El primer sábado del otoño en Bahía Blanca y su región se caracteriza por una notable inestabilidad climática, marcada por la llegada de una masa de aire más fresca. Tras un inicio de jornada con lluvias matinales, se espera que un frente frío proveniente de la Patagonia modifique las condiciones climáticas, afectando tanto al casco urbano como a la zona portuaria de Ingeniero White.

El Servicio Meteorológico Nacional reporta que la mañana comenzó con cielo cubierto y lloviznas intermitentes, lo que afectó la visibilidad en los accesos a la ciudad.
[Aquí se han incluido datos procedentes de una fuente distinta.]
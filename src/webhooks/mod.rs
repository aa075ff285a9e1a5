//! Outbound webhook notifications: best-effort, single attempt, signed,
//! delivered off the request path after the triggering transaction has
//! committed.

mod notifier;

pub use notifier::{WebhookNotifier, generate_secret, sign_body};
En áreas cercanas al estuario, como Ingeniero White y General Cerri, la sensación de humedad se mantuvo elevada, alcanzando niveles cercanos al 74%, mientras que las temperaturas experimentaron un descenso respecto a días anteriores.

A medida que avance la jornada, se anticipa que el viento rotará hacia el sudoeste, generando ráfagas que afectarán el sector costero. Aunque no se emiten alertas naranjas, el SMN mantiene un monitoreo sobre Monte Hermoso debido a un oleaje más intenso, lo que podría tener repercusiones en las actividades pesqueras y portuarias de la región.
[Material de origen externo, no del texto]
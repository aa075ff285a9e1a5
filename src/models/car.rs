use chrono::{DateTime, Utc};
use serde::{Deserialize, Serialize};
use uuid::Uuid;

use crate::error::AppError;

/// Closed set of car availability states, stored as lowercase text.
#[derive(Debug, Clone, Copy, PartialEq, Eq, Serialize, Deserialize, sqlx::Type)]
#[serde(rename_all = "lowercase")]
#[sqlx(rename_all = "lowercase")]
pub enum CarStatus {
    Available,
    Rented,
    Inspecting,
    Maintenance,
}

impl CarStatus {
    pub fn as_str(self) -> &'static str {
        match self {
            CarStatus::Available => "available",
            CarStatus::Rented => "rented",
            CarStatus::Inspecting => "inspecting",
            CarStatus::Maintenance => "maintenance",
        }
    }

    /// Transition table for direct (administrative) status changes.
    ///
    /// A rented car can never be flipped straight back to available: only
    /// the return flow releases it, after odometer/damage inspection data
    /// has been recorded. Everything else, including a same-state write,
    /// is allowed.
    pub fn admin_transition(self, next: CarStatus) -> Result<CarStatus, AppError> {
        use CarStatus::*;
        match (self, next) {
            (Rented, Available) => Err(AppError::InvalidTransition { from: self, to: next }),
            _ => Ok(next),
        }
    }

    /// Where a car lands when its booking settles: back into the fleet if
    /// it came back clean, into the workshop otherwise.
    pub fn after_return(damage_cost_cents: i64) -> CarStatus {
        if damage_cost_cents > 0 {
            CarStatus::Maintenance
        } else {
            CarStatus::Available
        }
    }
}

impl std::fmt::Display for CarStatus {
    fn fmt(&self, f: &mut std::fmt::Formatter<'_>) -> std::fmt::Result {
        f.write_str(self.as_str())
    }
}

impl std::str::FromStr for CarStatus {
    type Err = AppError;

    fn from_str(s: &str) -> Result<Self, Self::Err> {
        match s {
            "available" => Ok(CarStatus::Available),
            "rented" => Ok(CarStatus::Rented),
            "inspecting" => Ok(CarStatus::Inspecting),
            "maintenance" => Ok(CarStatus::Maintenance),
            other => Err(AppError::Validation(format!("unknown car status: {other}"))),
        }
    }
}

#[derive(Debug, Clone, Serialize, Deserialize, sqlx::FromRow)]
pub struct Car {
    pub id: Uuid,
    pub make: String,
    pub model: String,
    pub year: i32,
    pub license_plate: String,
    pub status: CarStatus,
    pub daily_rate_cents: i64,
    pub odometer: i64,
    pub image_url: Option<String>,
    pub created_at: DateTime<Utc>,
    pub updated_at: DateTime<Utc>,
}

#[cfg(test)]
mod tests {
    use super::*;

    #[test]
    fn rented_to_available_is_rejected() {
        let err = CarStatus::Rented.admin_transition(CarStatus::Available);
        assert!(matches!(
            err,
            Err(AppError::InvalidTransition {
                from: CarStatus::Rented,
                to: CarStatus::Available
            })
        ));
    }

    #[test]
    fn rented_to_inspecting_is_allowed() {
        assert_eq!(
            CarStatus::Rented.admin_transition(CarStatus::Inspecting).unwrap(),
            CarStatus::Inspecting
        );
    }

    #[test]
    fn inspecting_to_available_is_allowed() {
        assert_eq!(
            CarStatus::Inspecting.admin_transition(CarStatus::Available).unwrap(),
            CarStatus::Available
        );
    }

    #[test]
    fn same_state_write_is_allowed() {
        assert_eq!(
            CarStatus::Available.admin_transition(CarStatus::Available).unwrap(),
            CarStatus::Available
        );
    }

    #[test]
    fn damage_routes_to_maintenance() {
        assert_eq!(CarStatus::after_return(0), CarStatus::Available);
        assert_eq!(CarStatus::after_return(500), CarStatus::Maintenance);
    }

    #[test]
    fn status_round_trips_through_str() {
        for s in ["available", "rented", "inspecting", "maintenance"] {
            let parsed: CarStatus = s.parse().unwrap();
            assert_eq!(parsed.as_str(), s);
        }
        assert!("totaled".parse::<CarStatus>().is_err());
    }
}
Para el domingo, se prevé una mejora en las condiciones climáticas, con un cielo mayormente despejado y un ascenso gradual de las temperaturas. Este cambio podría ser beneficioso para la agricultura local, que ha recibido alivio parcial por las lluvias, aunque las variaciones climáticas siempre representan un riesgo para los cultivos y la producción agrícola en general.